Hacker Newsnew | past | comments | ask | show | jobs | submitlogin

Scott Manly did an overview of potential ways of propulsion in space including some very wacky setups. The most promising ones seem to be using nuclear or fusion reactions to accelerate tiny amounts of mass to very high speeds. The engineering issues are substantial of course. But definitely goes a bit beyond the limitations of chemical processes (i.e. burning fuels). https://www.youtube.com/watch?v=QEZv_OXA_NI


I'd say beamed energy propulsion is more promising for high speeds. That's because the main problem becomes keeping the vehicle from destroying itself with waste heat, and beamed propulsion keeps the waste heat back at the beam souce. You can even actively cool an object with laser light (via anti-Stokes scattering and the like.)
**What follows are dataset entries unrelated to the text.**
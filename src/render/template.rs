use crate::color::{css_rgb, CssColor};
use crate::layout::{PixelRect, StarLayout};
use smart_leds::RGB8;
use std::fmt::Write;

/// Stroke width used for the outline and every pixel cell
const STROKE_WIDTH: f64 = 0.25;

/// Class marking the colorable cells of a template
pub const PIXEL_CLASS: &str = "pixel";

/// Identifies one rendered template instance
#[derive(Clone, Copy, Debug, PartialEq, Eq, PartialOrd, Ord, Hash)]
pub struct Generation(u64);

impl Generation {
    pub(crate) const FIRST: Generation = Generation(0);

    pub(crate) fn next(self) -> Self {
        Generation(self.0 + 1)
    }
}

/// Index of an element inside a template instance
#[derive(Clone, Copy, Debug, PartialEq, Eq)]
pub struct ElementId(usize);

#[derive(Clone, Debug, PartialEq)]
enum Element {
    Background { fill: CssColor },
    Outline { path: String },
    Pixel { index: usize, rect: PixelRect, fill: Option<RGB8> },
}

impl Element {
    fn has_class(&self, class: &str) -> bool {
        matches!(self, Element::Pixel { .. }) && class == PIXEL_CLASS
    }
}

/// One rendered instance of the star template.
///
/// Colors applied to cells live on the instance: rendering again produces a new
/// instance with a new generation and every cell back at its default fill.
#[derive(Clone, Debug)]
pub struct SvgTemplate {
    generation: Generation,
    width: f64,
    height: f64,
    elements: Vec<Element>,
}

impl SvgTemplate {
    /// Build the template for the first `cells` pixels of the layout
    pub fn build(generation: Generation, layout: &StarLayout, cells: usize, background: &CssColor) -> Self {
        let mut elements = vec![
            Element::Background { fill: background.clone() },
            Element::Outline { path: layout.outline.clone() },
        ];
        elements.extend(
            layout.pixels.iter().take(cells).enumerate().map(|(index, rect)| Element::Pixel {
                index,
                rect: *rect,
                fill: None,
            }),
        );
        Self { generation, width: layout.width, height: layout.height, elements }
    }

    pub fn generation(&self) -> Generation {
        self.generation
    }

    pub fn pixel_count(&self) -> usize {
        self.elements.iter().filter(|element| matches!(element, Element::Pixel { .. })).count()
    }

    /// All elements carrying `class`, in document order
    pub fn query_class(&self, class: &str) -> Vec<ElementId> {
        self.elements
            .iter()
            .enumerate()
            .filter(|(_, element)| element.has_class(class))
            .map(|(id, _)| ElementId(id))
            .collect()
    }

    /// Override the fill of a pixel cell; `None` restores the default fill.
    ///
    /// Ids that don't point at a pixel cell are ignored.
    pub fn set_fill(&mut self, id: ElementId, color: Option<RGB8>) {
        if let Some(Element::Pixel { fill, .. }) = self.elements.get_mut(id.0) {
            *fill = color;
        }
    }

    pub fn fill(&self, id: ElementId) -> Option<RGB8> {
        match self.elements.get(id.0) {
            Some(Element::Pixel { fill, .. }) => *fill,
            _ => None,
        }
    }

    /// Serialize the instance as a standalone SVG document
    pub fn to_svg(&self) -> String {
        let (width, height) = (self.width, self.height);
        let mut svg = String::new();
        // Writing into a String can't fail.
        let _ = writeln!(
            svg,
            r#"<svg width="{width}mm" height="{height}mm" version="1.1" viewBox="0 0 {width} {height}" xmlns="http://www.w3.org/2000/svg">"#
        );
        for element in &self.elements {
            let _ = match element {
                Element::Background { fill } => {
                    writeln!(svg, r#"  <rect class="background" width="{width}" height="{height}" fill="{fill}"/>"#)
                }
                Element::Outline { path } => writeln!(
                    svg,
                    r#"  <path fill="none" stroke="black" stroke-width="{STROKE_WIDTH}" d="{path}"/>"#
                ),
                Element::Pixel { index, rect, fill } => {
                    let style = fill.map(|color| format!(r#" style="fill:{}""#, css_rgb(color))).unwrap_or_default();
                    writeln!(
                        svg,
                        r#"  <rect class="{PIXEL_CLASS}" fill="white" stroke="black" stroke-width="{STROKE_WIDTH}" id="rect_{index:03}" width="{}" height="{}" x="{}" y="{}"{style}/>"#,
                        rect.width, rect.height, rect.x, rect.y
                    )
                }
            };
        }
        svg.push_str("</svg>\n");
        svg
    }
}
In the end it's all about a very simple equation: E(kin) = ½mv² so it's all about exhaust velocity. The closer you can get that to its theoretical maximum (e.g. c), the less reaction mass is required.

But the question still remains: is there a practical non-Newtonian way? We already know of rather impractical ones, such has deforming spacetime.


I've wondered if it would be possible to build an efficient rocket engine that accelerates its reaction mass so hard that it gains an appreciable amount of relativistic mass? The fundamental problem with interstellar travel is the amount of reaction mass you need to make the trip in a reasonable amount of time. The rocket equation is a harsh mistress. If you were accelerating each gram of propellant so hard that it gained a metric ton of relativistic mass you could bypass it, assuming you had some sort of lightweight yet near limitless power source.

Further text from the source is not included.